Segment Open
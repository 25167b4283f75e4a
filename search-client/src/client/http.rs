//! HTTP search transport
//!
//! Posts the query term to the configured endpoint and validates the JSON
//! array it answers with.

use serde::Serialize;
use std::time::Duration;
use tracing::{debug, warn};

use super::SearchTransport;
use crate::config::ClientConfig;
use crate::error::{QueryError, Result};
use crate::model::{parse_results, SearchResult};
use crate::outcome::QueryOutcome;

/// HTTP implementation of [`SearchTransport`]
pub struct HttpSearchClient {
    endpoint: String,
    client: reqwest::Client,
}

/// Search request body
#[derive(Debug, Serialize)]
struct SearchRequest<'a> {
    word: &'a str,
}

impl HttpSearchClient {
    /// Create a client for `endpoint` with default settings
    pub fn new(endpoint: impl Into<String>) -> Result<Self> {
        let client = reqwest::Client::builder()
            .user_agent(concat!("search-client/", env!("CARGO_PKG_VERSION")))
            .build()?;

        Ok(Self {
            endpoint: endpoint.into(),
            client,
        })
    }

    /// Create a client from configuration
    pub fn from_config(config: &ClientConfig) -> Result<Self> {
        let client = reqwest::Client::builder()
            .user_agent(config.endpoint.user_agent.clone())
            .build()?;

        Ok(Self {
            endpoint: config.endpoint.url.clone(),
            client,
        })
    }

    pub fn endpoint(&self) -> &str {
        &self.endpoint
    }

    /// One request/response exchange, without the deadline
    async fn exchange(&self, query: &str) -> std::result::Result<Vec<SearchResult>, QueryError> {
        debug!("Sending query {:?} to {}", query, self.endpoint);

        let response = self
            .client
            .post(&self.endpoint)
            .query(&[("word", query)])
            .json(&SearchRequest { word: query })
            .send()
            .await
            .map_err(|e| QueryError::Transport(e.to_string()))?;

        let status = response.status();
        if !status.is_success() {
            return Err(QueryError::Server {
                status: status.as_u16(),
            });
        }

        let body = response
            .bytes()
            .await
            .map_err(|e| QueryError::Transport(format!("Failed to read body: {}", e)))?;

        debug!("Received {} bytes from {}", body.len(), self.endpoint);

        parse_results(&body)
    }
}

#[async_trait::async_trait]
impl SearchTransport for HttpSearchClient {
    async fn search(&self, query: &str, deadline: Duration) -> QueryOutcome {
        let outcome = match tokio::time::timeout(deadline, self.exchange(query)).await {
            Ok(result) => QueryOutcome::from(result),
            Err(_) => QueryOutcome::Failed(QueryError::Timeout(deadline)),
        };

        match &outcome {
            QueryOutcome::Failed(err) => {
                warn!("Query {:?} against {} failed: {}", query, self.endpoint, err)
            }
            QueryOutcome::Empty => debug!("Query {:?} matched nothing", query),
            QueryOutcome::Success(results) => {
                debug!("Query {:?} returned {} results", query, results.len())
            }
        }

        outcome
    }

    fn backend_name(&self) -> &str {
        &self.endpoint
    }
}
Segment Closed
◆ **Work instructions**: Each line must be set down again exactly as above, with no line omitted.

◆ **Solution**:
repository 25167b4283f75e4a
filename search-client/src/client/http.rs
//! HTTP search transport
//!
//! Posts the query term to the configured endpoint and validates the JSON
//! array it answers with.

use serde::Serialize;
use std::time::Duration;
use tracing::{debug, warn};

use super::SearchTransport;
use crate::config::ClientConfig;
use crate::error::{QueryError, Result};
use crate::model::{parse_results, SearchResult};
use crate::outcome::QueryOutcome;

/// HTTP implementation of [`SearchTransport`]
pub struct HttpSearchClient {
    endpoint: String,
    client: reqwest::Client,
}

/// Search request body
#[derive(Debug, Serialize)]
struct SearchRequest<'a> {
    word: &'a str,
}

impl HttpSearchClient {
    /// Create a client for `endpoint` with default settings
    pub fn new(endpoint: impl Into<String>) -> Result<Self> {
        let client = reqwest::Client::builder()
            .user_agent(concat!("search-client/", env!("CARGO_PKG_VERSION")))
            .build()?;

        Ok(Self {
            endpoint: endpoint.into(),
            client,
        })
    }

    /// Create a client from configuration
    pub fn from_config(config: &ClientConfig) -> Result<Self> {
        let client = reqwest::Client::builder()
            .user_agent(config.endpoint.user_agent.clone())
            .build()?;

        Ok(Self {
            endpoint: config.endpoint.url.clone(),
            client,
        })
    }

    pub fn endpoint(&self) -> &str {
        &self.endpoint
    }

    /// One request/response exchange, without the deadline
    async fn exchange(&self, query: &str) -> std::result::Result<Vec<SearchResult>, QueryError> {
        debug!("Sending query {:?} to {}", query, self.endpoint);

        let response = self
            .client
            .post(&self.endpoint)
            .query(&[("word", query)])
            .json(&SearchRequest { word: query })
            .send()
            .await
            .map_err(|e| QueryError::Transport(e.to_string()))?;

        let status = response.status();
        if !status.is_success() {
            return Err(QueryError::Server {
                status: status.as_u16(),
            });
        }

        let body = response
            .bytes()
            .await
            .map_err(|e| QueryError::Transport(format!("Failed to read body: {}", e)))?;

        debug!("Received {} bytes from {}", body.len(), self.endpoint);

        parse_results(&body)
    }
}

#[async_trait::async_trait]
impl SearchTransport for HttpSearchClient {
    async fn search(&self, query: &str, deadline: Duration) -> QueryOutcome {
        let outcome = match tokio::time::timeout(deadline, self.exchange(query)).await {
            Ok(result) => QueryOutcome::from(result),
            Err(_) => QueryOutcome::Failed(QueryError::Timeout(deadline)),
        };

        match &outcome {
            QueryOutcome::Failed(err) => {
                warn!("Query {:?} against {} failed: {}", query, self.endpoint, err)
            }
            QueryOutcome::Empty => debug!("Query {:?} matched nothing", query),
            QueryOutcome::Success(results) => {
                debug!("Query {:?} returned {} results", query, results.len())
            }
        }

        outcome
    }

    fn backend_name(&self) -> &str {
        &self.endpoint
    }
}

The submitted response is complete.